Los comentarios de Murphy contrastaron con los comentarios de países occidentales poderosos que no mencionaron en absoluto a las madres, los padres y la familia en sus declaraciones sobre los derechos de los niños.
La delegación de Estados Unidos eligió el debate sobre los derechos del niño para promover la homosexualidad y la transgeneridad.
“En todo el mundo, los niños LGBTQI+ están sufriendo y, a menudo, en silencio. Los niños LGBTQI+ corren un mayor riesgo de quedarse sin hogar, suicidio, depresión, ansiedad, abuso y uso de sustancias. Debemos trabajar juntos para garantizar que los niños LGBTQI+ en todas partes sean tratados con el respeto y la dignidad que merecen”, dijo Dylan Lang, asesor de EE. UU. para el Tercer Comité.

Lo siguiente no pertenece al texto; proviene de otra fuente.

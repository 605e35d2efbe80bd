//! Completion manifest of a synchronized camera set.
//!
//! The manifest is the last thing written for a set. Its presence means every
//! synchronized file is complete and trimmed to the common duration.

use crate::error::{CoreError, CoreResult};
use crate::temp_files::write_atomic;

use serde::{Deserialize, Serialize};
use std::path::{Path, PathBuf};

/// File name of the manifest inside a synchronized `raw` directory.
pub const MANIFEST_FILE_NAME: &str = ".camsync-sync.json";

#[derive(Debug, Clone, PartialEq, Serialize, Deserialize)]
pub struct CameraAlignment {
    pub file_name: String,
    /// Spike instant in the raw recording
    pub spike_secs: f64,
    /// Duration after trimming at the spike, before the common cut
    pub trimmed_duration_secs: f64,
}

#[derive(Debug, Clone, PartialEq, Serialize, Deserialize)]
pub struct SyncManifest {
    /// RFC 3339 timestamp of completion
    pub created_at: String,
    pub final_duration_secs: f64,
    pub cameras: Vec<CameraAlignment>,
}

impl SyncManifest {
    pub fn new(cameras: Vec<CameraAlignment>, final_duration_secs: f64) -> Self {
        Self {
            created_at: chrono::Local::now().to_rfc3339(),
            final_duration_secs,
            cameras,
        }
    }

    pub fn path_in(dir: &Path) -> PathBuf {
        dir.join(MANIFEST_FILE_NAME)
    }

    /// Reads the manifest of `dir`, if there is one.
    pub fn load(dir: &Path) -> CoreResult<Option<Self>> {
        let path = Self::path_in(dir);
        if !path.exists() {
            return Ok(None);
        }
        let contents = std::fs::read_to_string(&path)?;
        let manifest = serde_json::from_str(&contents).map_err(|e| {
            CoreError::OperationFailed(format!("Corrupt sync manifest {}: {}", path.display(), e))
        })?;
        Ok(Some(manifest))
    }

    pub fn write(&self, dir: &Path) -> CoreResult<()> {
        let json = serde_json::to_vec_pretty(self)?;
        write_atomic(&Self::path_in(dir), &json)
    }
}
//! Benchmark orchestration.

use crate::document::Document;
use crate::error::{Error, Result};
use crate::types::{BackendId, BackendResult};
use std::collections::BTreeMap;

/// Run every requested backend against one page of `document`.
///
/// Backend selection has set semantics: duplicate ids collapse to one entry
/// and one extraction. The output always carries exactly one entry per
/// distinct requested backend, in presentation order; a backend that is
/// unregistered or fails is reported as a failed [`BackendResult`], never
/// skipped, so rows stay comparable across runs. Only an out-of-range page
/// index aborts the whole run.
pub fn run_benchmark(
    document: &Document,
    page_index: usize,
    backends: &[BackendId],
) -> Result<BTreeMap<BackendId, BackendResult>> {
    if page_index >= document.page_count() {
        return Err(Error::PageOutOfRange {
            page_index,
            page_count: document.page_count(),
        });
    }

    let mut results = BTreeMap::new();
    for &backend in backends {
        if results.contains_key(&backend) {
            continue;
        }
        tracing::debug!(%backend, page_index, "benchmarking backend");
        let result = match document.get_text(backend, page_index) {
            Ok(result) => result,
            // Out-of-range was checked above, so an Err here means the
            // backend has no adapter bound. Report it as a failed row.
            Err(e) => {
                tracing::warn!(%backend, error = %e, "backend unavailable");
                BackendResult::failure(backend, page_index, e.to_string())
            }
        };
        results.insert(backend, result);
    }
    Ok(results)
}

La Unión Europea enfatizó el derecho de los niños a “ser escuchados” ya tomar sus propias decisiones.
Varios países mencionaron las políticas familiares en el contexto de la protección infantil, pero ninguno más que Hungría.
“La protección de los niños es una alta prioridad para Hungría, consagrada en nuestra Ley Fundamental”, dijo la delegación húngara. “Con este espíritu, no escatimamos esfuerzos para apoyar el desarrollo físico, mental y social de los niños y hemos brindado un apoyo integral directamente a los niños que lo necesitan, como catering escolar gratuito, así como un entorno familiar propicio a través de la licencia parental pagada, exención de impuestos para familias con cuatro o más hijos, protección social, así como apoyo en la crianza de los hijos a familias en situación de vulnerabilidad”.
Las resoluciones de la Tercera Comisión finalmente se enviarán a la Asamblea General en pleno en diciembre.
Un observador le dijo al Friday Fax: “Es muy útil cuando la Santa Sede habla con tanta fuerza. También ayuda a todas las delegaciones que quieren hacer oir su voz”.